M. le curé veut placer Sylvain en ville.
Jeanne dit un jour à M. le curé:
«Vous avez pour mon Sylvain de trop grandes bontés, vous en faites un monsieur; il serait bien temps qu'il s'occupât de cultiver nos terres; il en sait plus long qu'il ne lui en faut; qu'il apprenne donc à présent à manier la charrue.
--Jeanne, cet enfant est si doux et en même temps si délicat, que je ne puis m'habituer à penser qu'il passera sa vie à piocher la terre. N'y a-t-il pas mille autres manières de gagner son pain?
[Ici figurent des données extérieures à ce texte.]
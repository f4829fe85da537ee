use async_trait::async_trait;
use serde::{Deserialize, Serialize};
use thiserror::Error;
use tokio::sync::mpsc;

#[derive(Debug, Clone, Copy, PartialEq, Eq, Serialize, Deserialize)]
#[serde(rename_all = "lowercase")]
pub enum Role {
    System,
    User,
    Assistant,
}

/// One message of a chat-completion request.
#[derive(Debug, Clone, PartialEq, Eq, Serialize, Deserialize)]
pub struct ChatMessage {
    pub role: Role,
    pub content: String,
}

impl ChatMessage {
    pub fn system(content: impl Into<String>) -> Self {
        Self {
            role: Role::System,
            content: content.into(),
        }
    }

    pub fn user(content: impl Into<String>) -> Self {
        Self {
            role: Role::User,
            content: content.into(),
        }
    }

    pub fn assistant(content: impl Into<String>) -> Self {
        Self {
            role: Role::Assistant,
            content: content.into(),
        }
    }
}

/// Item of a streamed reply.
///
/// A well-formed stream is zero or more `Token`s followed by exactly one of
/// `Finished` or `Failed`. Consumers treat a closed channel like `Finished`.
#[derive(Debug, Clone, PartialEq, Eq)]
pub enum GenerationEvent {
    Token(String),
    Finished,
    Failed(LlmError),
}

#[derive(Debug, Clone, PartialEq, Eq, Error)]
pub enum LlmError {
    #[error("Configuration error: {0}")]
    ConfigurationError(String),
    #[error("Network error: {0}")]
    NetworkError(String),
    #[error("API error ({status}): {message}")]
    ApiError { status: u16, message: String },
    #[error("Stream error: {0}")]
    StreamError(String),
}

pub type LlmResult<T> = Result<T, LlmError>;

/// A chat model that streams its reply fragment by fragment.
#[async_trait]
pub trait ChatModel: Send + Sync {
    /// Start a reply to `messages`.
    ///
    /// Returns once the request has been accepted. Fragments arrive on the
    /// returned receiver; dropping it abandons the generation.
    async fn stream_reply(
        &self,
        messages: &[ChatMessage],
    ) -> LlmResult<mpsc::Receiver<GenerationEvent>>;

    fn model_name(&self) -> &str;
}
Il est très-intelligent et beaucoup plus instruit que les autres enfants de son âge, car il a bien profité de tout ce que je lui ai appris. Je voudrais le placer chez un notaire de mes amis, à qui j'en ai déjà parlé.
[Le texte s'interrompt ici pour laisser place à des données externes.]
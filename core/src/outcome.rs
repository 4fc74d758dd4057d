//! What a finished request recorded.
//!
//! An `Outcome` is produced once per `start()` and never changes afterwards.
//! On failure `response_object` and `response_string` are always `None`;
//! the response head and raw body are still kept whenever a response
//! arrived, so a rejected status can be inspected.

use serde_json::Value;

use crate::error::RequestError;
use crate::http::ResponseHead;

/// Decoded response body, shaped by the response serializer.
#[derive(Debug, Clone, PartialEq)]
pub enum ResponseObject {
    /// Raw bytes (`ResponseSerializerType::Http`).
    Data(Vec<u8>),
    /// Parsed JSON (`ResponseSerializerType::Json`).
    Json(Value),
    /// Parsed document root (`ResponseSerializerType::Xml`).
    Xml(XmlElement),
}

impl ResponseObject {
    pub fn as_json(&self) -> Option<&Value> {
        match self {
            ResponseObject::Json(value) => Some(value),
            _ => None,
        }
    }

    pub fn as_data(&self) -> Option<&[u8]> {
        match self {
            ResponseObject::Data(data) => Some(data),
            _ => None,
        }
    }

    pub fn as_xml(&self) -> Option<&XmlElement> {
        match self {
            ResponseObject::Xml(element) => Some(element),
            _ => None,
        }
    }
}

/// An XML element with its attributes, text and child elements.
#[derive(Debug, Clone, Default, PartialEq, Eq)]
pub struct XmlElement {
    pub name: String,
    pub attributes: Vec<(String, String)>,
    pub text: String,
    pub children: Vec<XmlElement>,
}

impl XmlElement {
    pub fn attribute(&self, name: &str) -> Option<&str> {
        self.attributes
            .iter()
            .find(|(key, _)| key == name)
            .map(|(_, value)| value.as_str())
    }

    /// First direct child named `name`.
    pub fn child(&self, name: &str) -> Option<&XmlElement> {
        self.children.iter().find(|child| child.name == name)
    }
}

/// Everything recorded when a request finished.
#[derive(Debug, Clone, PartialEq)]
pub struct Outcome {
    pub error: Option<RequestError>,
    pub response: Option<ResponseHead>,
    pub response_data: Option<Vec<u8>>,
    pub response_object: Option<ResponseObject>,
    pub response_string: Option<String>,
    /// Verdict of `network_bad_validator`; only ever true on failure.
    pub network_bad: bool,
}

impl Outcome {
    /// A failure before any response arrived.
    pub fn failed(error: RequestError) -> Self {
        Self {
            error: Some(error),
            response: None,
            response_data: None,
            response_object: None,
            response_string: None,
            network_bad: false,
        }
    }

    pub fn is_success(&self) -> bool {
        self.error.is_none()
    }

    /// Status of the received response, if any.
    pub fn status_code(&self) -> Option<u16> {
        self.response.as_ref().map(|head| head.status)
    }
}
--Croyez-vous, monsieur le curé, qu'il puisse être heureux en ville, où il n'aura personne pour l'aimer?
--Laissez donc, Jeanne! les gens chez qui je le placerai lui serviront de famille; c'est une maison honnête, où il sera bien tenu et ils ne lui donneront que de bons exemples.
--Monsieur le curé, vous en savez plus long que moi là-dessus; mais j'aurais mieux aimé qu'il restât paysan comme son père; c'est encore l'état qui donne le plus de bonheur et où on est le moins exposé à mal faire.
Jeanne s'occupa de mettre en ordre les effets de Sylvain; elle fit refaire à sa taille les plus beaux habits de son père, et M. le curé le mena chez son ami le notaire.
Jeanne s'aperçoit que le petit Louis sera un enfant simple.
Louis avait trois ans; sa santé s'était raffermie et il était devenu très-fort; il parlait peu, et ce qu'il disait ne ressemblait pas aux propos des autres enfants; ses yeux étaient grands, mais tout singuliers. Il courait après tout ce qui brillait pour s'en saisir. Il s'était brûlé plus d'une fois à la chandelle, et plus d'une fois aussi il avait retiré du feu le bois enflammé pour jouer avec; enfin, un jour il s'était jeté dans le ruisseau pour prendre le soleil qu'il voyait dans l'eau. Sa mère, ou bien sa soeur, ne le quittaient plus, de peur d'accident. Jeanne dit à la marraine de l'enfant:
«Je ne peux plus m'abuser, madame, mon pauvre Louis sera simple toute sa vie, si même il ne devient pas idiot tout à fait.
--Tu n'en sais rien encore, Jeanne; il pourra devenir un homme comme les autres; pense donc qu'il est bien jeune!
--Madame, je ne peux pas m'y tromper, parce que ce n'est pas la première fois que je vois des simples; il sera toute sa vie l'enfant du bon Dieu; je ne pourrai pas le quitter un instant.
--Ma pauvre Jeanne, c'est une grande épreuve que le ciel t'envoie.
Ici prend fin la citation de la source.